Beyond his scientific discoveries and fundamental research, Professor Suslick also co-founded iSense Systems LLC and Specific Diagnostics Inc (located in Silicon Valley) for the commercialisation of this novel technology.Read winner biography
Professor Kenneth S Suslick is the Marvin T Schmidt Research Professor of Chemistry at the University of Illinois, Urbana-Champaign (UIUC). He joined UIUC after completing his BS at Caltech in 1974 and his PhD at Stanford in 1978. Professor Suslick is the recipient of both the Joel H Hildebrand and Nobel Laureate Signature Awards of the American Chemical Society, the Centenary Prize and the Sir George Stokes Medal of the Royal Society of Chemistry, the Materials Research Society Medal, the Helmholtz-Rayleigh Silver Medal of the Acoustical Society of America, the Chemical Pioneer Award of the American Institute of Chemists, and Sloan and Guggenheim Fellowships. He is a Fellow of the National Academy of Inventors, AAAS, ACS, APS, MRS, RSC, and ASA. He was also the George Eastman Professor at the University of Oxford (2018–2019).

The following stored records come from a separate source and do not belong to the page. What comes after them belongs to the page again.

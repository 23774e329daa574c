use chrono::NaiveDate;
use serde::{Deserialize, Serialize};
use std::fmt;

/// Quote for the underlying of an options chain
#[derive(Debug, Clone, PartialEq, Serialize, Deserialize)]
pub struct StockQuote {
    pub symbol: String,
    pub name: String,
    pub spot_price: f64,
    pub change: f64,
}

impl StockQuote {
    pub fn new(symbol: &str, name: &str, spot_price: f64, change: f64) -> Self {
        Self {
            symbol: symbol.to_string(),
            name: name.to_string(),
            spot_price,
            change,
        }
    }

    /// Day change as a fraction of the previous close.
    pub fn change_ratio(&self) -> Option<f64> {
        let previous = self.spot_price - self.change;
        if previous != 0.0 && previous.is_finite() {
            Some(self.change / previous)
        } else {
            None
        }
    }
}

impl fmt::Display for StockQuote {
    fn fmt(&self, f: &mut fmt::Formatter<'_>) -> fmt::Result {
        write!(f, "{} ({}) {:.2}", self.symbol, self.name, self.spot_price)
    }
}

/// Quote as delivered by the broker feed
#[derive(Debug, Clone, PartialEq, Serialize, Deserialize)]
pub struct RawQuote {
    pub symbol: String,
    #[serde(default)]
    pub description: String,
    pub last: f64,
    #[serde(default)]
    pub change: f64,
}

impl From<RawQuote> for StockQuote {
    fn from(raw: RawQuote) -> Self {
        Self {
            symbol: raw.symbol,
            name: raw.description,
            spot_price: raw.last,
            change: raw.change,
        }
    }
}

/// Daily OHLCV quote for the underlying
#[derive(Debug, Clone, PartialEq, Serialize, Deserialize)]
pub struct HistoricalQuote {
    pub date: NaiveDate,
    pub open: f64,
    pub close: f64,
    pub high: f64,
    pub low: f64,
    pub volume: u64,
}

impl HistoricalQuote {
    /// Close rounded to cents, as plotted next to implied-move bands.
    pub fn rounded_close(&self) -> f64 {
        (self.close * 100.0).round() / 100.0
    }
}
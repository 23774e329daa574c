pub mod market;
pub mod errors;
pub mod format;

pub use market::*;
pub use errors::*;
pub use format::*;
pub mod chain;
pub mod classify;
pub mod config;
pub mod contract;
pub mod field;
pub mod forecast;
pub mod greeks;
pub mod metrics;
pub mod pricing;
pub mod query;
pub mod strategy;

pub use chain::*;
pub use classify::*;
pub use config::*;
pub use contract::*;
pub use field::*;
pub use forecast::*;
pub use greeks::*;
pub use metrics::*;
pub use pricing::*;
pub use query::*;
pub use strategy::*;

Professor Suslick's two major research areas are the chemical effects of ultrasound (which includes nanomaterials synthesis and sonoluminescence) and chemical sensing (specifically, his invention of the optoelectronic nose for the identification of VOCs, toxic gases, etc). He has published more than 420 scientific papers, edited four books, and holds 58 patents and patent applications.
In addition to his academic research, Professor Suslick has had significant entrepreneurial experience. He was the lead consultant for the team that commercialised the first echo contrast agent for medical sonography. He was also the founding consultant for VivoRx and co-inventor of Abraxane™, the predominant delivery system for taxol chemotherapy for breast cancer. He co-founded iSense and Specific Diagnostics located in Silicon Valley, which began the commercialisation of the Suslick group's optoelectronic nose technology.
How did you first become interested in chemistry?
My 11th birthday gift was a Gilbert chemistry set. I was fascinated at least as much by the glassware as by the chemicals.
Who or what has inspired you?
My first inspirators were Carl Clader, my high school chemistry teacher at New Trier East, and a very young Professor Tom Pinnavaia during a summer high school programme at Michigan State University. During my time at Caltech, Fred Anson and Bob Bergman taught me how to think like a scientist. And my PhD mentors at Stanford, John Brauman and Jim Collman, put me on the path to academia.
What has been a highlight for you (either personally or in your career)?
My year at Balliol College, University of Oxford, as the George Eastman Professor, 2018–2019. This return to Oxford (I had spent a sabbatical, 35 years ago, with Malcolm Green) was such a delight and productive as well: in collaboration with Constantin Coussios and the Oxford Institute for Biomedical Engineering, we have five patents pending.
What has been a challenge for you (either personally or in your career)?
Many scientists have difficulty controlling their egos, and it’s a challenge for me as well. Ego is a house cat. It's nice to stroke, but watch out for the claws; it needs feeding often, and heaven help you if it gets out the front door.
What does good research culture look like/mean to you?
Supportive, creative, blind to colour, ethnicity or gender, demanding but fair and non-punitive. Students need to be given as much independence as they and the project can handle. My goal has always been to train independent research scientists, and they cannot become such if I micromanage them or if I benignly neglect them. It is a dynamic process: students (and projects) need more or less close supervision at different times during their career.